Solution Approach 2:
The patent applies risk-adjustment parameters to normalize outcome data across different providers and patient populations. By changing the parameters through which outcomes are measured and compared, the system accounts for varying case mix and patient characteristics, thereby improving reliability without requiring complex manual adjustments.
4Reliability
If comprehensive outcome data is made accessible, then healthcare quality improves, but data security and fraud protection requirements increase
Solution Approach 1:
The system implements preliminary anti-actions by incorporating fraud detection algorithms and security protocols before data is collected and processed.
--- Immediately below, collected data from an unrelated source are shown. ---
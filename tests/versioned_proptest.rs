//! Property-based tests against the copy-everything reference model.

use naive::CopyingList;
use proptest::prelude::*;
use versioned::PersistentArray;
use versioned::PersistentList;
use versioned::VersionId;
use versioned::Versioned;

// =============================================================================
// Test helpers
// =============================================================================

/// A write against some earlier version, chosen by percentage so that it is
/// valid for whatever history has been built so far.
#[derive(Clone, Debug)]
enum WriteOp {
    Set { version_pct: f64, index_pct: f64, value: i32 },
    Append { version_pct: f64, value: i32 },
}

fn arbitrary_write_op() -> impl Strategy<Value = WriteOp> {
    prop_oneof![
        (0.0..1.0f64, 0.0..1.0f64, any::<i32>()).prop_map(|(version_pct, index_pct, value)| {
            WriteOp::Set { version_pct, index_pct, value }
        }),
        (0.0..1.0f64, any::<i32>())
            .prop_map(|(version_pct, value)| WriteOp::Append { version_pct, value }),
    ]
}

fn pick(pct: f64, len: usize) -> usize {
    return ((pct * len as f64) as usize).min(len.saturating_sub(1));
}

fn apply_both(list: &mut PersistentList<i32>, model: &mut CopyingList<i32>, op: &WriteOp) {
    match op {
        WriteOp::Set { version_pct, index_pct, value } => {
            let version = pick(*version_pct, model.version_count());
            let len = model.len(version).unwrap();
            if len == 0 {
                return;
            }
            let index = pick(*index_pct, len);
            let expected = model.set(version, index, *value).unwrap();
            let actual = list.set(VersionId(version), index, *value).unwrap();
            assert_eq!(actual, VersionId(expected));
        }
        WriteOp::Append { version_pct, value } => {
            let version = pick(*version_pct, model.version_count());
            let expected = model.append(version, *value).unwrap();
            let actual = list.append(VersionId(version), *value).unwrap();
            assert_eq!(actual, VersionId(expected));
        }
    }
}

fn assert_matches_generic<S: Versioned<i32>>(seq: &S, model: &CopyingList<i32>) {
    assert_eq!(seq.version_count(), model.version_count());
    assert_eq!(seq.current_version(), VersionId(model.current_version()));
    for version in 0..model.version_count() {
        let expected = model.version(version).unwrap();
        assert_eq!(seq.get_size(VersionId(version)), Ok(expected.len()));
        assert_eq!(seq.to_vec(VersionId(version)).unwrap(), expected);
    }
}

// =============================================================================
// Oracle agreement
// =============================================================================

proptest! {
    #![proptest_config(ProptestConfig::with_cases(200))]

    /// Any interleaving of writes from historical versions matches the model.
    #[test]
    fn list_matches_copying_model(
        initial in prop::collection::vec(any::<i32>(), 0..40),
        ops in prop::collection::vec(arbitrary_write_op(), 0..60),
    ) {
        let mut list = PersistentList::new(initial.clone());
        let mut model = CopyingList::new(initial);
        for op in &ops {
            apply_both(&mut list, &mut model, op);
        }
        assert_matches_generic(&list, &model);
    }

    /// Arrays behave like lists restricted to `set`.
    #[test]
    fn array_matches_copying_model(
        initial in prop::collection::vec(any::<i32>(), 1..64),
        writes in prop::collection::vec((0.0..1.0f64, 0.0..1.0f64, any::<i32>()), 0..60),
    ) {
        let mut array = PersistentArray::new(initial.clone());
        let mut model = CopyingList::new(initial.clone());
        for (version_pct, index_pct, value) in writes {
            let version = pick(version_pct, model.version_count());
            let index = pick(index_pct, initial.len());
            let expected = model.set(version, index, value).unwrap();
            prop_assert_eq!(array.set(VersionId(version), index, value), Ok(VersionId(expected)));
        }
        assert_matches_generic(&array, &model);
    }
}

// =============================================================================
// Algebraic properties
// =============================================================================

proptest! {
    #![proptest_config(ProptestConfig::with_cases(200))]

    /// get(set(v, j, x), j) == x, sizes match, and every other index is untouched.
    #[test]
    fn set_is_a_point_update(
        values in prop::collection::vec(any::<u16>(), 1..100),
        index_pct in 0.0..1.0f64,
        value in any::<u16>(),
    ) {
        let mut array = PersistentArray::new(values.clone());
        let j = pick(index_pct, values.len());
        let v1 = array.set(VersionId(0), j, value).unwrap();

        prop_assert_eq!(array.get(v1, j), Ok(&value));
        prop_assert_eq!(array.get_size(v1), array.get_size(VersionId(0)));
        for i in 0..values.len() {
            prop_assert_eq!(array.get(VersionId(0), i), Ok(&values[i]));
            if i != j {
                prop_assert_eq!(array.get(v1, i), Ok(&values[i]));
            }
        }
    }

    /// get(append(v, x), size(v)) == x and the size grows by exactly one.
    #[test]
    fn append_adds_one_at_the_end(
        values in prop::collection::vec(any::<u16>(), 0..100),
        value in any::<u16>(),
    ) {
        let mut list = PersistentList::new(values.clone());
        let v1 = list.append(VersionId(0), value).unwrap();
        prop_assert_eq!(list.get_size(v1), Ok(values.len() + 1));
        prop_assert_eq!(list.get(v1, values.len()), Ok(&value));
        prop_assert_eq!(list.to_vec(VersionId(0)).unwrap(), values);
    }

    /// Out-of-range reads fail and never publish.
    #[test]
    fn bad_arguments_publish_nothing(
        values in prop::collection::vec(any::<u8>(), 0..30),
        extra in 0usize..10,
        missing in 1usize..1000,
    ) {
        let mut list = PersistentList::new(values.clone());
        let size = values.len();
        prop_assert!(list.get(VersionId(0), size + extra).is_err());
        prop_assert!(list.set(VersionId(0), size + extra, 0).is_err());
        prop_assert!(list.get(VersionId(missing), 0).is_err());
        prop_assert!(list.append(VersionId(missing), 0).is_err());
        prop_assert_eq!(list.current_version(), VersionId(0));
    }

    /// Appends from any mix of versions keep every tree shallow.
    #[test]
    fn height_stays_logarithmic(
        initial_len in 0usize..50,
        version_pcts in prop::collection::vec(0.0..1.0f64, 1..300),
    ) {
        let mut list: PersistentList<usize> = (0..initial_len).collect();
        for (i, pct) in version_pcts.iter().enumerate() {
            let version = pick(*pct, list.version_count());
            list.append(VersionId(version), i).unwrap();
        }
        for version in 0..list.version_count() {
            let n = list.get_size(VersionId(version)).unwrap();
            if n == 0 {
                continue;
            }
            let log = (usize::BITS - (n - 1).leading_zeros()) as usize;
            prop_assert!(list.height(VersionId(version)).unwrap() <= 2 * log + 1);
        }
    }
}
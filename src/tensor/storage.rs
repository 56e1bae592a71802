//! Storage: device memory management with Arc-based sharing

use crate::dtype::{DType, Element};
use crate::error::{Error, Result};
use crate::runtime::{self, Device};
use std::any::Any;
use std::sync::Arc;

/// Storage for tensor data on a device
///
/// Storage wraps device memory with reference counting, enabling zero-copy
/// views (transpose, slice, etc.) that share the underlying buffer. The count
/// is atomic, so handles may be dropped on any thread.
///
/// Memory is automatically deallocated when the last reference is dropped.
pub struct Storage {
    inner: Arc<StorageInner>,
}

struct StorageInner {
    /// Raw device pointer (CPU ptr cast to u64)
    ptr: u64,
    /// Number of elements (not bytes)
    len: usize,
    /// Element type
    dtype: DType,
    /// Device where memory is allocated
    device: Device,
    /// If true, we own this memory and should deallocate on drop
    owned: bool,
    /// Foreign object keeping borrowed memory alive
    keep_alive: Option<Arc<dyn Any + Send + Sync>>,
}

impl Storage {
    /// Create new zero-filled storage
    ///
    /// Allocates `len` elements of type `dtype` on the specified device.
    /// Fails with `OutOfMemory` when the device cannot satisfy the request and
    /// with `DeviceUnavailable` for a device that does not exist.
    pub fn new(len: usize, dtype: DType, device: &Device) -> Result<Self> {
        device.validate()?;
        let size_bytes = len
            .checked_mul(dtype.size_in_bytes())
            .filter(|&bytes| bytes <= isize::MAX as usize)
            .ok_or(Error::OutOfMemory {
                size: len.saturating_mul(dtype.size_in_bytes()),
                device: *device,
            })?;
        let ptr = runtime::allocate(size_bytes, device)?;
        Ok(Self::owned(ptr, len, dtype, *device))
    }

    /// Create storage from existing data with inferred dtype
    ///
    /// Copies `data` to the device. The dtype is inferred from the Element type.
    pub fn from_slice<T: Element>(data: &[T], device: &Device) -> Result<Self> {
        let bytes: &[u8] = bytemuck::cast_slice(data);
        Self::from_bytes(bytes, T::DTYPE, device)
    }

    /// Create storage from raw bytes with explicit dtype
    ///
    /// `data.len()` must be a multiple of the dtype width. Bool bytes are
    /// normalized so that any non-zero byte is stored as 1.
    pub fn from_bytes(data: &[u8], dtype: DType, device: &Device) -> Result<Self> {
        let width = dtype.size_in_bytes();
        if data.len() % width != 0 {
            return Err(Error::invalid_argument(
                "data",
                format!(
                    "{} bytes is not a whole number of {} elements",
                    data.len(),
                    dtype
                ),
            ));
        }

        let storage = Self::new(data.len() / width, dtype, device)?;
        if dtype == DType::Bool && data.iter().any(|&b| b > 1) {
            let normalized: Vec<u8> = data.iter().map(|&b| u8::from(b != 0)).collect();
            runtime::copy_to_device(&normalized, storage.ptr(), device)?;
        } else {
            runtime::copy_to_device(data, storage.ptr(), device)?;
        }
        Ok(storage)
    }

    /// Wrap existing device memory without taking ownership
    ///
    /// # Safety
    /// - `ptr` must point to valid device memory of at least `len` elements
    /// - The memory must remain valid for the lifetime of this Storage
    /// - Caller is responsible for eventual deallocation
    pub unsafe fn from_ptr(ptr: u64, len: usize, dtype: DType, device: &Device) -> Self {
        Self {
            inner: Arc::new(StorageInner {
                ptr,
                len,
                dtype,
                device: *device,
                owned: false,
                keep_alive: None,
            }),
        }
    }

    /// Wrap memory owned by `owner`, which is dropped with the last handle
    ///
    /// # Safety
    /// `ptr` must address `len` elements of `dtype` on `device` that stay
    /// valid and unmoved for as long as `owner` is alive.
    pub(crate) unsafe fn from_owner(
        ptr: u64,
        len: usize,
        dtype: DType,
        device: &Device,
        owner: Arc<dyn Any + Send + Sync>,
    ) -> Self {
        Self {
            inner: Arc::new(StorageInner {
                ptr,
                len,
                dtype,
                device: *device,
                owned: false,
                keep_alive: Some(owner),
            }),
        }
    }

    fn owned(ptr: u64, len: usize, dtype: DType, device: Device) -> Self {
        Self {
            inner: Arc::new(StorageInner {
                ptr,
                len,
                dtype,
                device,
                owned: true,
                keep_alive: None,
            }),
        }
    }

    /// Take another counted reference to the same block
    #[inline]
    pub fn share(&self) -> Self {
        self.clone()
    }

    /// Give up this reference; the block is freed when it was the last one
    #[inline]
    pub fn release(self) {
        drop(self);
    }

    /// Get the raw device pointer
    #[inline]
    pub fn ptr(&self) -> u64 {
        self.inner.ptr
    }

    /// Get the number of elements
    #[inline]
    pub fn len(&self) -> usize {
        self.inner.len
    }

    /// Check if storage is empty
    #[inline]
    pub fn is_empty(&self) -> bool {
        self.inner.len == 0
    }

    /// Get the element type
    #[inline]
    pub fn dtype(&self) -> DType {
        self.inner.dtype
    }

    /// Get the device
    #[inline]
    pub fn device(&self) -> &Device {
        &self.inner.device
    }

    /// Get size in bytes
    #[inline]
    pub fn size_in_bytes(&self) -> usize {
        self.inner.len * self.inner.dtype.size_in_bytes()
    }

    /// Whether dropping the last handle frees the memory
    #[inline]
    pub fn is_owned(&self) -> bool {
        self.inner.owned
    }

    /// Get the reference count
    #[inline]
    pub fn ref_count(&self) -> usize {
        Arc::strong_count(&self.inner)
    }

    /// Check if this is the only reference
    #[inline]
    pub fn is_unique(&self) -> bool {
        Arc::strong_count(&self.inner) == 1
    }

    /// Whether two handles refer to the same block
    #[inline]
    pub fn same_block(&self, other: &Storage) -> bool {
        Arc::ptr_eq(&self.inner, &other.inner)
    }
}

impl Clone for Storage {
    /// Clone increments the reference count (zero-copy)
    fn clone(&self) -> Self {
        Self {
            inner: Arc::clone(&self.inner),
        }
    }
}

impl Drop for StorageInner {
    fn drop(&mut self) {
        if self.owned && self.ptr != 0 {
            runtime::deallocate(
                self.ptr,
                self.len * self.dtype.size_in_bytes(),
                &self.device,
            );
        }
    }
}

impl std::fmt::Debug for Storage {
    fn fmt(&self, f: &mut std::fmt::Formatter<'_>) -> std::fmt::Result {
        f.debug_struct("Storage")
            .field("ptr", &format!("0x{:x}", self.inner.ptr))
            .field("len", &self.inner.len)
            .field("dtype", &self.inner.dtype)
            .field("device", &self.inner.device)
            .field("owned", &self.inner.owned)
            .field("kept_alive", &self.inner.keep_alive.is_some())
            .field("refs", &Arc::strong_count(&self.inner))
            .finish()
    }
}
These preventive measures address security risks upfront rather than reacting to breaches, allowing comprehensive outcome data to be accessed while maintaining protection against fraud and unauthorized access.
Data Source
AI summary
A method and system is described to provide outcome data to the healthcare industry allowing for fair and accurate quality based purchasing decisions. The system deploys methods to facilitate the accurate and unbiased collection of patient outcome data. From this data warehouse of outcome data, purchasers can access aggregate outcome data identifying those providers or health plans that have achieved the best outcomes for specific criteria. Similarly, individual patient referrals can be made to providers with the best track record of helping comparable patients. Based upon outcome assessment data these searches can automatically be made based on specific patient characteristics and needs.